YAB must also take heart in realizing that embarking on reforms will also ensure YAB regains legitimacy from the Rakyat against other UMNO pretenders to the political throne. These pretenders must not get the better of YAB.
On a suggestion that everyone should wear yellow on Saturdays, kutukurap agrees:
I totally agree with the suggestion to wear yellow on Saturdays as a way to show support for a free and fair election. It’s not disobeying the law but a democratic and harmless way to show the people's stance.
Electoral reform is highly required before GE13 as the rumours on the ground is that UMNO/BN will manipulate the elections like never before to ensure not only they retain Putrajaya but exceed 2/3 majority, therefore we the rakyat must demand for these reforms.

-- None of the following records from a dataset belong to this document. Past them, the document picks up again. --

impl BattleState {
    pub fn new(
        player_team_id: impl Into<String>,
        rival_team_id: impl Into<String>,
        is_dark_boss: bool,
    ) -> Self {
        let rival_shield = if is_dark_boss {
            DARK_BOSS_STARTING_SHIELD
        } else {
            0
        };
        Self {
            player: Combatant::new(player_team_id),
            rival: Combatant::new(rival_team_id).with_shield(rival_shield),
            acting_side: Side::Player,
            turn_counter: 0,
            has_acted_this_turn: false,
            is_dark_boss,
            battle_active: false,
            pending_check: None,
            end: None,
            event_log: VecDeque::new(),
        }
    }

    pub fn phase(&self) -> TurnPhase {
        if self.end.is_some() {
            return TurnPhase::BattleEnded;
        }
        if !self.battle_active {
            return TurnPhase::AwaitingCoinFlip;
        }
        match self.acting_side {
            Side::Player => TurnPhase::PlayerTurn,
            Side::Rival => TurnPhase::RivalTurn,
        }
    }

    pub fn is_finished(&self) -> bool {
        self.end.is_some()
    }

    pub fn winner(&self) -> Option<Side> {
        match self.end {
            Some(BattleEnd::Decided { winner }) => Some(winner),
            _ => None,
        }
    }

    pub fn combatant(&self, side: Side) -> &Combatant {
        match side {
            Side::Player => &self.player,
            Side::Rival => &self.rival,
        }
    }

    pub fn combatant_mut(&mut self, side: Side) -> &mut Combatant {
        match side {
            Side::Player => &mut self.player,
            Side::Rival => &mut self.rival,
        }
    }

    pub fn record_event(&mut self, event: BattleEvent) {
        if self.event_log.len() == EVENT_LOG_CAPACITY {
            self.event_log.pop_front();
        }
        self.event_log.push_back(event);
    }

    pub fn apply_damage(&mut self, target: Side, amount: u8) -> Option<BattleEvent> {
        if !self.battle_active || amount == 0 {
            return None;
        }
        let report = self.combatant_mut(target).take_damage(amount);
        Some(BattleEvent::DamageApplied {
            target,
            amount,
            absorbed: report.absorbed,
            hp_lost: report.hp_lost,
        })
    }

    pub fn apply_heal(&mut self, target: Side, amount: u8) -> Option<BattleEvent> {
        if !self.battle_active || amount == 0 {
            return None;
        }
        let restored = self.combatant_mut(target).heal(amount);
        if restored == 0 {
            return None;
        }
        Some(BattleEvent::Healed {
            target,
            amount: restored,
        })
    }

    pub fn apply_shield_gain(&mut self, target: Side, amount: u8) -> Option<BattleEvent> {
        if !self.battle_active || amount == 0 {
            return None;
        }
        self.combatant_mut(target).gain_shield(amount);
        Some(BattleEvent::ShieldGained { target, amount })
    }

    pub fn apply_energy(&mut self, side: Side, amount: u8) -> Vec<BattleEvent> {
        let mut events = Vec::new();
        if !self.battle_active {
            return events;
        }
        if let Some(gain) = self.combatant_mut(side).gain_energy(amount) {
            events.push(BattleEvent::EnergyGained {
                side,
                amount: gain.gained,
                total: gain.total,
            });
            if gain.became_available {
                events.push(BattleEvent::EvolutionAvailable { side });
            }
        }
        events
    }

    /// 同时倒下时判玩家落败。
    pub fn knocked_out_side(&self) -> Option<Side> {
        if self.player.is_knocked_out() {
            Some(Side::Player)
        } else if self.rival.is_knocked_out() {
            Some(Side::Rival)
        } else {
            None
        }
    }

    pub fn integrity_check(&self) -> Result<(), IntegrityError> {
        for side in [Side::Player, Side::Rival] {
            let combatant = self.combatant(side);
            if combatant.hp_segments > MAX_HP_SEGMENTS {
                return Err(IntegrityError::HpOutOfRange {
                    side,
                    value: combatant.hp_segments,
                });
            }
            if combatant.evolution_energy > MAX_ENERGY {
                return Err(IntegrityError::EnergyOutOfRange {
                    side,
                    value: combatant.evolution_energy,
                });
            }
        }
        if self.pending_check.is_some() && !self.battle_active {
            return Err(IntegrityError::PendingCheckWhileInactive);
        }
        if self.battle_active && self.end.is_some() {
            return Err(IntegrityError::ActiveAfterEnd);
        }
        if self.battle_active {
            self.check_turn_progress()?;
        }
        Ok(())
    }

    /// 对手回合只会停在等待玩家防守的检定上；玩家用过行动后必然有待提交的检定。
    fn check_turn_progress(&self) -> Result<(), IntegrityError> {
        match (self.acting_side, self.pending_check) {
            (acting_side, Some(pending)) if pending.initiator != acting_side => {
                Err(IntegrityError::PendingCheckFromWrongSide {
                    acting_side,
                    initiator: pending.initiator,
                })
            }
            (Side::Rival, None) => Err(IntegrityError::RivalTurnStalled),
            (Side::Player, None) if self.has_acted_this_turn => {
                Err(IntegrityError::PlayerTurnStalled)
            }
            _ => Ok(()),
        }
    }
}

However, there are sceptics to Bersih’s demands, among them a Malaysian living in the United Kingdom who wrote to Another Brick in the Wall [regarding cleaning the electoral roll]:
Based on the CIA World Fact book, death in Malaysia is 4.93 per 1,000 population (based on July 2011). Through extrapolation, for 28 million population, the estimated number of deaths in a year is 138,040 persons. Assuming the information is not updated in JPN over a period of 5 years, on a worst case scenario, the total “un-updated record of deceased persons” is 690,020 people.
According to the EC, we have 11.4 million registered voters. Assuming EC did not update their database due deceased people, this represent 6% inaccuracy of the true/actual registered voters.
Malaysians should ask: can a 6% “inaccuracy/irregularity” (on a worst case scenario) be a strong point to bash the EC or the Government for being unfair? I think this is absurd and politically motivated.
Jebat Must Die, also criticised the opposition’s scepticism regarding the government’s electoral reform promises, specifically where the government proposed the use of biometric voter verification rather than indelible ink:
One of the biggest complaint of indelible ink is that unscrupulous people (they can be from Barisan Nasional or Pakatan Rakyat or other good for nothing people) can roam the rural/urban areas and trick unsuspecting voters to use the indelible ink before the election starts thus the voters cannot vote even when they turned up at the election centres. Can we afford this risk?
The biometric on the other hand does not try to replace the IC (Malaysian Identity Card) as the IC is the all important document that can verify a voter.
For instance, can you pass the automated gateway at the airports without your passports by just scanning your fingerprints? Of course you can’t. Same with voting process.
Clearly the Pakatan leaders, being half past six themselves, have not studied the system to make a well informed statement. But then again, I believe they just want to trick people who are unaware of their deceit so that they can continue playing this issue over and over again.
Ahirudin Attan, a popular blogger, agreed:
Bet you didn't know that biometrics in the Malaysian Immigration has now made it impossible for anyone to try and bribe our officers at any entry (or/and) exit point? That's a fact.
You support biometrics, you stop corruption.